By the end of this lesson, you should be able to:
- Write functions to do binary heap data structure operation
- Implement heapsort using iteration
Important words:
- tree
- binary tree
- root
- heap
- heap property
- heapify
- node
- leaf
- parent node
- child node
- heapsort
Introduction
Previously, we discussed two sorting algorithms called Bubble Sort and Insertion Sort. In this section we will apply our programming skills to investigate another sorting algorithm called the Heapsort. We will then compare the performance of Heapsort with the previous Bubble Sort and Insertion Sort. We will discuss some notations on how to analyze these performance.

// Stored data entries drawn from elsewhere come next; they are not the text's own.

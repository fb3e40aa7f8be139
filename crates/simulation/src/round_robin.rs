//! Round-robin scheduling.

use crate::{Scheduler, Timeline};
use cpusched_engine::{next_round_robin, run_process, ScheduleError};
use cpusched_types::{ProcessTable, Quantum};
use tracing::{debug, info};

/// Time-slices processes in creation order, revisiting until all complete.
#[derive(Debug, Clone, Copy, PartialEq, Eq)]
pub struct RoundRobinScheduler {
    quantum: Quantum,
}

impl RoundRobinScheduler {
    /// Create a scheduler with the given quantum.
    ///
    /// # Errors
    ///
    /// Returns [`ScheduleError::NonPositiveQuantum`] if `quantum <= 0`.
    pub fn new(quantum: i64) -> Result<Self, ScheduleError> {
        Quantum::new(quantum)
            .map(Self::with_quantum)
            .ok_or(ScheduleError::NonPositiveQuantum(quantum))
    }

    /// Create a scheduler from an already validated quantum.
    pub fn with_quantum(quantum: Quantum) -> Self {
        Self { quantum }
    }
}

impl Scheduler for RoundRobinScheduler {
    fn label(&self) -> String {
        format!("RR({})", self.quantum)
    }

    fn run_to_completion(&self, table: &mut ProcessTable, mut timeline: Option<&mut Timeline>) -> u64 {
        info!(
            processes = table.len(),
            quantum = self.quantum.get(),
            "Starting round-robin run"
        );

        let mut elapsed = 0;
        let mut dispatches = 0u64;
        let mut prev = None;
        while let Some(process) = next_round_robin(prev, table) {
            let actual = run_process(table, process, self.quantum.get());
            debug!(%process, start = elapsed, duration = actual, "Dispatched");
            if let Some(timeline) = timeline.as_deref_mut() {
                timeline.record(process, actual);
            }
            elapsed += actual;
            dispatches += 1;
            prev = Some(process);
        }

        info!(elapsed, dispatches, "Round-robin run complete");
        elapsed
    }
}

/// Run `table` to completion under round-robin with the given quantum.
///
/// The quantum is validated before the table is touched.
///
/// # Errors
///
/// Returns [`ScheduleError::NonPositiveQuantum`] if `quantum <= 0`.
pub fn run_to_completion_rr(table: &mut ProcessTable, quantum: i64) -> Result<u64, ScheduleError> {
    let scheduler = RoundRobinScheduler::new(quantum)?;
    Ok(scheduler.run_to_completion(table, None))
}
//! Domain-specific identifier types.

use serde::Serialize;
use std::fmt;
use std::num::NonZeroU64;

/// Process identifier.
///
/// Assigned at table construction as the process's position in the input
/// order, so it doubles as the index into the [`ProcessTable`](crate::ProcessTable).
#[derive(Debug, Clone, Copy, PartialEq, Eq, Hash, PartialOrd, Ord, Serialize)]
#[serde(transparent)]
pub struct ProcessId(pub usize);

impl ProcessId {
    /// Get the raw index.
    pub fn index(self) -> usize {
        self.0
    }

    /// The next process in cycle order for a table of `len` processes.
    ///
    /// Returns None for an empty table.
    pub fn next_in_cycle(self, len: usize) -> Option<Self> {
        if len == 0 {
            None
        } else {
            Some(ProcessId((self.0 + 1) % len))
        }
    }
}

impl fmt::Display for ProcessId {
    fn fmt(&self, f: &mut fmt::Formatter<'_>) -> fmt::Result {
        write!(f, "P{}", self.0)
    }
}

/// Round-robin time quantum.
///
/// Always positive: a zero or negative slice would make no progress.
#[derive(Debug, Clone, Copy, PartialEq, Eq, Hash, PartialOrd, Ord, Serialize)]
#[serde(transparent)]
pub struct Quantum(NonZeroU64);

impl Quantum {
    /// Create from a signed value (returns None if not positive).
    pub fn new(quantum: i64) -> Option<Self> {
        u64::try_from(quantum)
            .ok()
            .and_then(NonZeroU64::new)
            .map(Quantum)
    }

    /// Get the raw value.
    pub fn get(&self) -> u64 {
        self.0.get()
    }
}

impl fmt::Display for Quantum {
    fn fmt(&self, f: &mut fmt::Formatter<'_>) -> fmt::Result {
        write!(f, "{}", self.0)
    }
}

One reason why we introduce different sorting algorithms is to show you that there are many ways to solve the same problems. At the same time, these different ways may have different performances. After we introduce binary heap and heapsort algorithm, we will begin to introduce you how to analyze these different algorithms in terms of computation time. You will notice that Heapsort algorithm is a much better sorting algorithm as compared to Bubble sort and Insertion sort algorithms.
Binary Heap
Before, discussing Heapsort algorithm, we have to introduce a new data structure called binary heap or simply called heap. The heap is an array of object that we can view as a nearly perfect binary tree (or we can call it a complete binary tree).
A perfect binary tree is a full binary tree which all leaf nodes are at the same level. Complete binary trees are nearly perfect except the last level and all the leaves at the last level are packed towards the left.
You are familiar with the concept of array. But what is a binary tree? The easiest way to explain it is using some examples. The image below shows you an array of integers.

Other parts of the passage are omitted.